Deux projets gardent l’empreinte de Raymond Terracher. Le Studio 24 tout d’abord : un projet de salle de théâtre et de studio de cinéma voulu par Roger Planchon. Raymond Terracher a essuyé la critique, mais il a œuvré pour que le projet se réalise. Aujourd’hui, grâce à sa conviction, tout un pôle dédié au cinéma a pris corps autour du Studio 24. Il a également créé la Fête du livre Jeunesse en 1999 parce qu’il était convaincu qu’il fallait transmettre le plaisir de lire aux enfants. Défenseur des réseaux de lecture publique, Raymond Terracher n’était pourtant pas un habitué des bibliothèques. Il aimait tellement les livres qu’il préférait les acheter.Il les lui fallait près de lui.

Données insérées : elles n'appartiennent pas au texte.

//! Outbound device events.
//!
//! The [`DeviceService`](super::service::DeviceService) emits these through
//! the [`EventSink`](super::ports::EventSink) port.  Adapters on the other
//! side decide what to do with them.

use crate::error::AttrError;
use crate::pins::PinId;

/// Structured events emitted by the device service.
#[derive(Debug, Clone, PartialEq, Eq)]
pub enum DeviceEvent {
    /// Pin acquired and both attribute groups registered.
    Attached { led_pin: PinId },

    /// Attribute groups removed, LED forced off and pin released.
    Detached,

    /// A store request was applied.
    AttributeStored { path: String, bytes: usize },

    /// A store request was rejected; no state changed.
    StoreRejected { path: String, error: AttrError },
}
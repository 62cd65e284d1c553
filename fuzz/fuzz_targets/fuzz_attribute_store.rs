//! Fuzz target: `DeviceService::store`
//!
//! Drives arbitrary text into every attribute path and asserts that the
//! store path never panics, that only `0`/`1` ever reach the LED, and that
//! the pin level always matches the reported state.
//!
//! cargo fuzz run fuzz_attribute_store

#![no_main]

use devattr::adapters::log_sink::LogEventSink;
use devattr::adapters::sim_gpio::SimGpio;
use devattr::app::service::DeviceService;
use devattr::attributes::parse::parse_switch;
use devattr::config::SystemConfig;
use embedded_hal::digital::PinState;
use libfuzzer_sys::fuzz_target;

fuzz_target!(|data: &[u8]| {
    let Ok(text) = std::str::from_utf8(data) else {
        return;
    };

    let cfg = SystemConfig::default();
    let mut sink = LogEventSink::new();
    let Ok(svc) = DeviceService::attach(&cfg, SimGpio::new(), &mut sink) else {
        return;
    };

    for entry in svc.attributes() {
        let _ = svc.store(&entry.path, text, &mut sink);
        let shown = svc.show(&entry.path).expect("registered attribute must show");
        assert!(shown.ends_with('\n'));
    }

    let on = svc.led().read();
    assert_eq!(on, parse_switch(text) == Ok(true), "input {text:?}");
    let level = svc.led().inspect_gpio(|g| g.level(cfg.led_gpio));
    assert_eq!(level, Some(PinState::from(on)));
});
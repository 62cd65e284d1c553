//! Attribute groups for the LED and sensor components.
//!
//! | Path             | Mode | Accessor                            |
//! |------------------|------|-------------------------------------|
//! | `led/state`      | rw   | [`LedController::read`] / `write`   |
//! | `sensor/current` | r    | [`SensorAggregator::read_current`]  |
//! | `sensor/min`     | r    | [`SensorAggregator::read_minimum`]  |
//! | `sensor/max`     | r    | [`SensorAggregator::read_maximum`]  |
//! | `sensor/average` | r    | [`SensorAggregator::read_average`]  |

use std::sync::Arc;

use super::{Attribute, AttributeGroup};
use crate::app::ports::GpioPort;
use crate::drivers::led::LedController;
use crate::sensors::SensorAggregator;

pub const LED_GROUP: &str = "led";
pub const SENSOR_GROUP: &str = "sensor";

/// `led/state`: `0`/`1` on read, `0`/`1` accepted on write.
pub fn led_attributes<G>(led: Arc<LedController<G>>) -> AttributeGroup
where
    G: GpioPort + 'static,
{
    let reader = Arc::clone(&led);
    AttributeGroup::new(LED_GROUP).with(Attribute::read_write(
        "state",
        move || u8::from(reader.read()),
        move |text| led.write(text).map(drop),
    ))
}

/// Read-only `current`, `min`, `max` and `average`.
pub fn sensor_attributes(sensor: Arc<SensorAggregator>) -> AttributeGroup {
    let current = Arc::clone(&sensor);
    let minimum = Arc::clone(&sensor);
    let maximum = Arc::clone(&sensor);
    AttributeGroup::new(SENSOR_GROUP)
        .with(Attribute::read_only("current", move || current.read_current()))
        .with(Attribute::read_only("min", move || minimum.read_minimum()))
        .with(Attribute::read_only("max", move || maximum.read_maximum()))
        .with(Attribute::read_only("average", move || sensor.read_average()))
}
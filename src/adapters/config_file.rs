//! JSON file backend for [`ConfigPort`].
//!
//! A missing file is not an error: the defaults are returned.  Every field
//! is range-checked on load and before anything is written.

use std::fs;
use std::io::ErrorKind;
use std::path::{Path, PathBuf};

use log::{info, warn};

use crate::app::ports::{ConfigError, ConfigPort};
use crate::config::{SystemConfig, validate_config};

#[derive(Debug, Clone)]
pub struct JsonConfigFile {
    path: PathBuf,
}

impl JsonConfigFile {
    pub fn new(path: impl Into<PathBuf>) -> Self {
        Self { path: path.into() }
    }

    pub fn path(&self) -> &Path {
        &self.path
    }
}

impl ConfigPort for JsonConfigFile {
    fn load(&self) -> Result<SystemConfig, ConfigError> {
        let text = match fs::read_to_string(&self.path) {
            Ok(text) => text,
            Err(e) if e.kind() == ErrorKind::NotFound => {
                info!("config: {} not found, using defaults", self.path.display());
                return Ok(SystemConfig::default());
            }
            Err(e) => {
                warn!("config: reading {} failed: {}", self.path.display(), e);
                return Err(ConfigError::IoError);
            }
        };

        let cfg: SystemConfig = serde_json::from_str(&text).map_err(|e| {
            warn!("config: {} is not valid: {}", self.path.display(), e);
            ConfigError::Corrupted
        })?;
        validate_config(&cfg)?;
        info!("config: loaded {}", self.path.display());
        Ok(cfg)
    }

    fn save(&self, config: &SystemConfig) -> Result<(), ConfigError> {
        validate_config(config)?;
        let json = serde_json::to_string_pretty(config).map_err(|_| ConfigError::Corrupted)?;
        fs::write(&self.path, json).map_err(|e| {
            warn!("config: writing {} failed: {}", self.path.display(), e);
            ConfigError::IoError
        })?;
        info!("config: saved {}", self.path.display());
        Ok(())
    }
}
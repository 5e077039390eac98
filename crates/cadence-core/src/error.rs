use thiserror::Error;

/// Rejection reported by [`crate::rule::validate`].
#[derive(Error, Debug, Clone, PartialEq, Eq)]
pub enum ValidationError {
    #[error("Invalid repeat rule: {0}")]
    InvalidRule(String),

    #[error("Unknown repeat rule kind: '{0}'")]
    UnknownRuleKind(String),
}

/// Failure of a next-date calculation.
#[derive(Error, Debug, Clone, PartialEq, Eq)]
pub enum CalculationError {
    #[error("Repeat rule must not be empty")]
    EmptyRule,

    #[error("Invalid start date '{0}', expected YYYYMMDD")]
    InvalidStartDate(String),

    #[error("Unsupported repeat rule kind: '{0}'")]
    UnsupportedRuleKind(String),

    #[error("Missing parameter for repeat rule '{0}'")]
    MissingRuleParameter(String),

    #[error("Invalid repeat rule parameter: {0}")]
    InvalidRuleParameter(String),

    #[error("Date arithmetic left the supported calendar range")]
    DateOutOfRange,
}

impl From<CalculationError> for ValidationError {
    fn from(err: CalculationError) -> Self {
        match err {
            CalculationError::UnsupportedRuleKind(kind) => ValidationError::UnknownRuleKind(kind),
            CalculationError::InvalidRuleParameter(detail) => ValidationError::InvalidRule(detail),
            CalculationError::MissingRuleParameter(kind) => {
                ValidationError::InvalidRule(format!("missing parameter for '{}'", kind))
            }
            other => ValidationError::InvalidRule(other.to_string()),
        }
    }
}

/// Failure while normalizing a task's date on create or update.
#[derive(Error, Debug, Clone, PartialEq, Eq)]
pub enum NormalizeError {
    #[error("Invalid date '{0}', expected YYYYMMDD")]
    InvalidDate(String),

    #[error("Invalid repeat rule: {0}")]
    InvalidRecurrence(#[source] CalculationError),
}

#[derive(Error, Debug)]
pub enum CoreError {
    #[error("Database error")]
    Database(#[from] sqlx::Error),

    #[error("Migration error")]
    Migration(#[from] sqlx::migrate::MigrateError),

    #[error("IO error")]
    Io(#[from] std::io::Error),

    #[error("Task not found: {0}")]
    NotFound(String),

    #[error("Invalid input: {0}")]
    InvalidInput(String),

    #[error(transparent)]
    Validation(#[from] ValidationError),

    #[error(transparent)]
    Calculation(#[from] CalculationError),

    #[error(transparent)]
    Normalize(#[from] NormalizeError),
}
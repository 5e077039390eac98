use anyhow::Result;
use cadence_core::date::midnight;
use cadence_core::schedule::next_date;

use crate::cli::NextDateCommand;
use crate::util::{now, parse_date_arg};

/// Prints the bare `YYYYMMDD` result so it can be used in scripts.
pub fn print_next_date(command: NextDateCommand) -> Result<()> {
    let reference = match command.now.as_deref() {
        Some(day) => midnight(parse_date_arg(day, now().date())?),
        None => now(),
    };

    let date = next_date(reference, command.date.trim(), &command.repeat)?;
    println!("{}", date);

    Ok(())
}
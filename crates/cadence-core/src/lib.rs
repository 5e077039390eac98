//! # Cadence Core Library
//!
//! Task scheduling with compact repeat rules: `d 7` (every 7 days),
//! `w 1,3,5` (weekdays), `m 1,-1 6` (days of month, optionally restricted to
//! months) and `y` (yearly).
//!
//! ## Core Modules
//!
//! - [`rule`]: repeat-rule grammar, typed [`rule::RecurrenceRule`] and the validator
//! - [`schedule`]: next-date calculation for every rule kind
//! - [`normalize`]: date policy applied when a task is created or updated
//! - [`date`]: `YYYYMMDD` codec and calendar helpers
//! - [`db`]: database connection and migration management
//! - [`models`]: core data structures and transfer objects
//! - [`repository`]: data access layer with Repository pattern
//! - [`query`]: search term parsing for listings
//! - [`error`]: error types
//!
//! ## Example Usage
//!
//! ```rust,no_run
//! use cadence_core::{
//!     db, models::NewTaskData, repository::{SqliteRepository, TaskRepository},
//! };
//!
//! #[tokio::main]
//! async fn main() -> Result<(), cadence_core::error::CoreError> {
//!     let pool = db::establish_connection("scheduler.db").await?;
//!     let repo = SqliteRepository::new(pool);
//!
//!     let task = repo
//!         .add_task(NewTaskData {
//!             title: "Water the plants".to_string(),
//!             repeat: "d 3".to_string(),
//!             ..Default::default()
//!         })
//!         .await?;
//!     println!("Scheduled '{}' for {}", task.title, task.date);
//!
//!     Ok(())
//! }
//! ```
//!
//! The calculator itself is a plain function:
//!
//! ```rust
//! use cadence_core::schedule::next_date;
//! use chrono::NaiveDate;
//!
//! let now = NaiveDate::from_ymd_opt(2025, 3, 10).unwrap().and_hms_opt(0, 0, 0).unwrap();
//! assert_eq!(next_date(now, "20250301", "d 7").unwrap(), "20250315");
//! ```

pub mod date;
pub mod db;
pub mod error;
pub mod models;
pub mod normalize;
pub mod query;
pub mod repository;
pub mod rule;
pub mod schedule;
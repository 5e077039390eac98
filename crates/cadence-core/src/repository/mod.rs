use crate::db::DbPool;
use crate::error::CoreError;
use crate::models::{CompletionResult, NewTaskData, Task, UpdateTaskData};
use async_trait::async_trait;
use chrono::{Local, NaiveDateTime};
use std::sync::Arc;

pub mod tasks;

/// Source of the reference moment used when normalizing and completing tasks.
pub type Clock = Arc<dyn Fn() -> NaiveDateTime + Send + Sync>;

/// Clock reading the local wall time.
pub fn system_clock() -> Clock {
    Arc::new(|| Local::now().naive_local())
}

/// Clock frozen at `moment`, for deterministic tests and tooling.
pub fn fixed_clock(moment: NaiveDateTime) -> Clock {
    Arc::new(move || moment)
}

#[async_trait]
pub trait TaskRepository {
    async fn add_task(&self, data: NewTaskData) -> Result<Task, CoreError>;
    async fn find_task_by_id(&self, id: i64) -> Result<Option<Task>, CoreError>;
    async fn list_tasks(&self, limit: u32) -> Result<Vec<Task>, CoreError>;
    async fn search_tasks(&self, search: &str, limit: u32) -> Result<Vec<Task>, CoreError>;
    async fn update_task(&self, id: i64, data: UpdateTaskData) -> Result<Task, CoreError>;
    async fn update_date(&self, id: i64, date: &str) -> Result<(), CoreError>;
    async fn delete_task(&self, id: i64) -> Result<(), CoreError>;
    async fn complete_task(&self, id: i64) -> Result<CompletionResult, CoreError>;
}

/// SQLite implementation of the repository pattern
pub struct SqliteRepository {
    pool: DbPool,
    clock: Clock,
}

impl SqliteRepository {
    pub fn new(pool: DbPool) -> Self {
        Self::with_clock(pool, system_clock())
    }

    pub fn with_clock(pool: DbPool, clock: Clock) -> Self {
        Self { pool, clock }
    }

    /// Get a reference to the database pool for internal use across modules
    pub(crate) fn pool(&self) -> &DbPool {
        &self.pool
    }

    pub(crate) fn now(&self) -> NaiveDateTime {
        (self.clock)()
    }
}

Homme fidèle, il l’était aussi à ses origines limousines. Il n’a pas cultivé la terre à laquelle il était prédestiné parce qu’une institutrice a décelé en lui un élève brillant comme savait le faire alors l’école de la République. Mais il aimait donner l’image d’un homme de terroir, d’un terrien goûtant avec simplicité les plaisirs de la vie. Il aimait fraterniser, rassembler les personnes, à l’instar de la vie au sein des troupes de théâtre qu’il affectionnait tant et dans lesquelles on apprend, partage et crée ensemble.

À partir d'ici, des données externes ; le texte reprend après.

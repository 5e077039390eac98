use anyhow::{anyhow, Result};
use cadence_core::date::{format_date, parse_date, parse_search_date};
use cadence_core::error::CoreError;
use chrono::{Days, Local, NaiveDate, NaiveDateTime};

/// The reference moment for commands run from the terminal.
pub fn now() -> NaiveDateTime {
    Local::now().naive_local()
}

/// Turns a user-supplied date into the stored `YYYYMMDD` form.
///
/// `today`, `tomorrow` and `DD.MM.YYYY` are translated; any other input is
/// passed through unchanged so the core reports malformed dates itself.
pub fn resolve_date(input: &str, today: NaiveDate) -> String {
    let trimmed = input.trim();
    match trimmed.to_lowercase().as_str() {
        "today" => format_date(today),
        "tomorrow" => today
            .checked_add_days(Days::new(1))
            .map(format_date)
            .unwrap_or_else(|| trimmed.to_string()),
        _ => parse_search_date(trimmed)
            .map(format_date)
            .unwrap_or_else(|| trimmed.to_string()),
    }
}

/// Like [`resolve_date`] but requires a real calendar day.
pub fn parse_date_arg(input: &str, today: NaiveDate) -> Result<NaiveDate> {
    let resolved = resolve_date(input, today);
    parse_date(&resolved).ok_or_else(|| {
        anyhow!(CoreError::InvalidInput(format!(
            "'{}' is not a date, expected YYYYMMDD, DD.MM.YYYY, today or tomorrow",
            input
        )))
    })
}

/// Formats a stored `YYYYMMDD` date for display, falling back to the raw text.
pub fn display_date(stored: &str) -> String {
    parse_date(stored)
        .map(|d| d.format("%Y-%m-%d").to_string())
        .unwrap_or_else(|| stored.to_string())
}
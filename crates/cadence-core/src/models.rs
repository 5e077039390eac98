use serde::{Deserialize, Serialize};
use sqlx::FromRow;

use crate::error::CalculationError;
use crate::rule::RecurrenceRule;

/// A scheduled task as stored in the `scheduler` table.
#[derive(Debug, Clone, PartialEq, Eq, Serialize, Deserialize, FromRow)]
pub struct Task {
    pub id: i64,
    /// Scheduled day, `YYYYMMDD`.
    pub date: String,
    pub title: String,
    pub comment: String,
    /// Repeat rule text; empty for one-off tasks.
    pub repeat: String,
}

impl Task {
    pub fn is_repeating(&self) -> bool {
        !self.repeat.is_empty()
    }

    /// Parses the stored repeat rule, `None` for one-off tasks.
    pub fn rule(&self) -> Result<Option<RecurrenceRule>, CalculationError> {
        if self.repeat.is_empty() {
            Ok(None)
        } else {
            self.repeat.parse().map(Some)
        }
    }
}

/// Input for creating a task. Empty `date` means today, empty `repeat` means one-off.
#[derive(Debug, Clone, Default, Serialize, Deserialize)]
pub struct NewTaskData {
    pub title: String,
    #[serde(default)]
    pub date: String,
    #[serde(default)]
    pub comment: String,
    #[serde(default)]
    pub repeat: String,
}

/// Partial update; `None` keeps the stored value.
///
/// `date: Some(String::new())` resets the date to today and
/// `repeat: Some(String::new())` turns a repeating task into a one-off.
#[derive(Debug, Clone, Default)]
pub struct UpdateTaskData {
    pub title: Option<String>,
    pub date: Option<String>,
    pub comment: Option<String>,
    pub repeat: Option<String>,
}

impl UpdateTaskData {
    pub fn is_empty(&self) -> bool {
        self.title.is_none() && self.date.is_none() && self.comment.is_none() && self.repeat.is_none()
    }
}

#[derive(Debug)]
pub enum CompletionResult {
    /// A one-off task was done and removed.
    Removed(Task),
    /// A repeating task moved to its next occurrence.
    Rescheduled { task: Task, previous_date: String },
}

Raymond Terracher allait avoir 68 ans le 25 mai. Sa première petite-fille est née en janvier. Alice, 'son bonheur'. Avec lui disparaît un homme rare, de ceux qui faisaient l’unanimité. Même ceux qui ne partageaient pas ses idées savaient apprécier ses qualités. La plus grande d’entre elles était de savoir se faire aimer des autres".